'''

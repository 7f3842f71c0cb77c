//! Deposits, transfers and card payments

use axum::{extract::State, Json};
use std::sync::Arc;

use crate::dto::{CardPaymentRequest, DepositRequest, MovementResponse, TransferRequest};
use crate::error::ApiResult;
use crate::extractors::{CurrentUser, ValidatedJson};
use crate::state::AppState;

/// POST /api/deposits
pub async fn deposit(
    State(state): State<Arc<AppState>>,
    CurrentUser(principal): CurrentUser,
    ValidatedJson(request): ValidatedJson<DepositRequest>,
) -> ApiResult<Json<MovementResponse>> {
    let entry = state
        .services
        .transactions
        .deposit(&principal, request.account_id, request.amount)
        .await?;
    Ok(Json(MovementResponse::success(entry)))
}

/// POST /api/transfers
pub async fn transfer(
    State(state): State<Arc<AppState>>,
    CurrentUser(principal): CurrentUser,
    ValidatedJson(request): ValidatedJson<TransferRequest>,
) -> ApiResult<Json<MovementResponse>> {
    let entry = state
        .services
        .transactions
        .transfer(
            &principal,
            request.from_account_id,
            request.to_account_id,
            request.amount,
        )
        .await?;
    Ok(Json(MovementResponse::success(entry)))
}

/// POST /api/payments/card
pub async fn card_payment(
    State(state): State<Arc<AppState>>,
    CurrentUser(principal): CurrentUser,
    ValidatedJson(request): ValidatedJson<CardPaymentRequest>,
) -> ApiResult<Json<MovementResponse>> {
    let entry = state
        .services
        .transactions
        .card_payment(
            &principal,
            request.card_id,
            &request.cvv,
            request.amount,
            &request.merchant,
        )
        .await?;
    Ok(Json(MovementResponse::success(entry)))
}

'''
'''

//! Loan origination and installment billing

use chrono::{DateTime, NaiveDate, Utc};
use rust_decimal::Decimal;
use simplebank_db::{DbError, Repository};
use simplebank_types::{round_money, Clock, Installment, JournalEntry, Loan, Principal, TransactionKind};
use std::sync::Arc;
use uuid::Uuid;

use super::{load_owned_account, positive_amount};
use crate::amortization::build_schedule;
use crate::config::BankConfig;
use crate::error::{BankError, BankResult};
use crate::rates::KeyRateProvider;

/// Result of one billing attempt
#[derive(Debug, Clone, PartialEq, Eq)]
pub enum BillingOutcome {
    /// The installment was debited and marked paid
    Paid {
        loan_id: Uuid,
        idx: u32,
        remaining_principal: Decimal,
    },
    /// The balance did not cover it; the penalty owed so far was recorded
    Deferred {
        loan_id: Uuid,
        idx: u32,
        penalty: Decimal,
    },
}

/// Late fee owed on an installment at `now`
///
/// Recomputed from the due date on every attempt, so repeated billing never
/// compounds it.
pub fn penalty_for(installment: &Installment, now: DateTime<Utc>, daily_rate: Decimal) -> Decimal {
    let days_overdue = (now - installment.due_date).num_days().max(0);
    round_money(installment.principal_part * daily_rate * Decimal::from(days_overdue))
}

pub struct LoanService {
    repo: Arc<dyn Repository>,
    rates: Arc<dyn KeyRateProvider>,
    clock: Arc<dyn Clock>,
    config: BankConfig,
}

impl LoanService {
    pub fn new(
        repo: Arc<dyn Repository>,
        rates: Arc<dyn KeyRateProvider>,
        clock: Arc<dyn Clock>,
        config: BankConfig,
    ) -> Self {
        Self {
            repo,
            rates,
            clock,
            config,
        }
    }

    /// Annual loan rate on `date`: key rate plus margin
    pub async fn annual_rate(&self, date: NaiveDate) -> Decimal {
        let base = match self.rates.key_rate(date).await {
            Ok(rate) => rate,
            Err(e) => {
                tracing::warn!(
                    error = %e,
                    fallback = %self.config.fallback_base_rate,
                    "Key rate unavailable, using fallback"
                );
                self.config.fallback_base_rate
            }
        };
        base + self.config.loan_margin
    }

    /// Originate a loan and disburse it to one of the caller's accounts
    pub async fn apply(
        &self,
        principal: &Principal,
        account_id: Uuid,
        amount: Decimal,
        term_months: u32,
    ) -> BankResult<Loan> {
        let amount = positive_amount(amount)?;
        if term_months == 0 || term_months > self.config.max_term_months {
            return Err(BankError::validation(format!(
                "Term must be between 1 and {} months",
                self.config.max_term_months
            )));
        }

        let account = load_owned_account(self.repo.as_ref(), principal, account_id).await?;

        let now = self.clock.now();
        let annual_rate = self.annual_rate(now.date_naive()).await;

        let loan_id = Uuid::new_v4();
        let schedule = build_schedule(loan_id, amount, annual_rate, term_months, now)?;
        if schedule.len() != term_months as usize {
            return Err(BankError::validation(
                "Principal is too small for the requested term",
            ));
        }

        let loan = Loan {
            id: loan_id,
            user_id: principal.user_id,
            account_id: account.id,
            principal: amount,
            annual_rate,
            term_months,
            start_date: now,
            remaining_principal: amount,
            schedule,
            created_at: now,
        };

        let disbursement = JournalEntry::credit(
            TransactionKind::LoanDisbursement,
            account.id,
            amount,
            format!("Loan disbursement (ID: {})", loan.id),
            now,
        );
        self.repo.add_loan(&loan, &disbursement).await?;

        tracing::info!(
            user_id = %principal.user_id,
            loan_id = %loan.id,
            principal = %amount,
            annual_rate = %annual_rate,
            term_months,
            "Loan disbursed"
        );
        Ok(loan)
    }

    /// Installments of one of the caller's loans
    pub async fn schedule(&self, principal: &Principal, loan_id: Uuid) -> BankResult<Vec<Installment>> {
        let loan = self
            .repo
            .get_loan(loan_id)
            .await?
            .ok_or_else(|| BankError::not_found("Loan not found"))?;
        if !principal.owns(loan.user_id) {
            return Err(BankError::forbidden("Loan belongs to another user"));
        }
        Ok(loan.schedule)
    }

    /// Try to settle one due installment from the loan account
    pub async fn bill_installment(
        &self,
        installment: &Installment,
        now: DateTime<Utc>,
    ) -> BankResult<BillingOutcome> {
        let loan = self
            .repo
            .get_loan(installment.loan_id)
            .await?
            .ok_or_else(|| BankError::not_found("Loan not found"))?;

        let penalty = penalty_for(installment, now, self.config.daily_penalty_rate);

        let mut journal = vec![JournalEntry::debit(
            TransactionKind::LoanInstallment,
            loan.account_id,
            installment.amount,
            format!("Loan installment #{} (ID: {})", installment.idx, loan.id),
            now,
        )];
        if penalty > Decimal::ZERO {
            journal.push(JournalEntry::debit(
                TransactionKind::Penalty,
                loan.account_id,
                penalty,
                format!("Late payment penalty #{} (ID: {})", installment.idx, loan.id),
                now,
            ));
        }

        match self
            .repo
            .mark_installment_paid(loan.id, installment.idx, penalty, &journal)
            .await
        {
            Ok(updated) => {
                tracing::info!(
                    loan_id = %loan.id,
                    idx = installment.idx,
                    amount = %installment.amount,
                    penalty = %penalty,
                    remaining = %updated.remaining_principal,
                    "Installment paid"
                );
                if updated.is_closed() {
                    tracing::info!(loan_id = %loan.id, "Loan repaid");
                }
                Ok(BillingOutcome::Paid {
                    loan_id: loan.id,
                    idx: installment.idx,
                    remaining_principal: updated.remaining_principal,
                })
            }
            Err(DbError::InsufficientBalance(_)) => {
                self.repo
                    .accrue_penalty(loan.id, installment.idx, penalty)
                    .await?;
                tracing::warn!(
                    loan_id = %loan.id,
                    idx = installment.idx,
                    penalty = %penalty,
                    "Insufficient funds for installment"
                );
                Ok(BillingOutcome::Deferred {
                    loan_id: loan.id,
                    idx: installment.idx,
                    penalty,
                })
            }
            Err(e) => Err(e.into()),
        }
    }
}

'''

Look through the data above for the string "KeyRateProvider" and copy every line where it appears.

use crate::rates::KeyRateProvider;
    rates: Arc<dyn KeyRateProvider>,
        rates: Arc<dyn KeyRateProvider>,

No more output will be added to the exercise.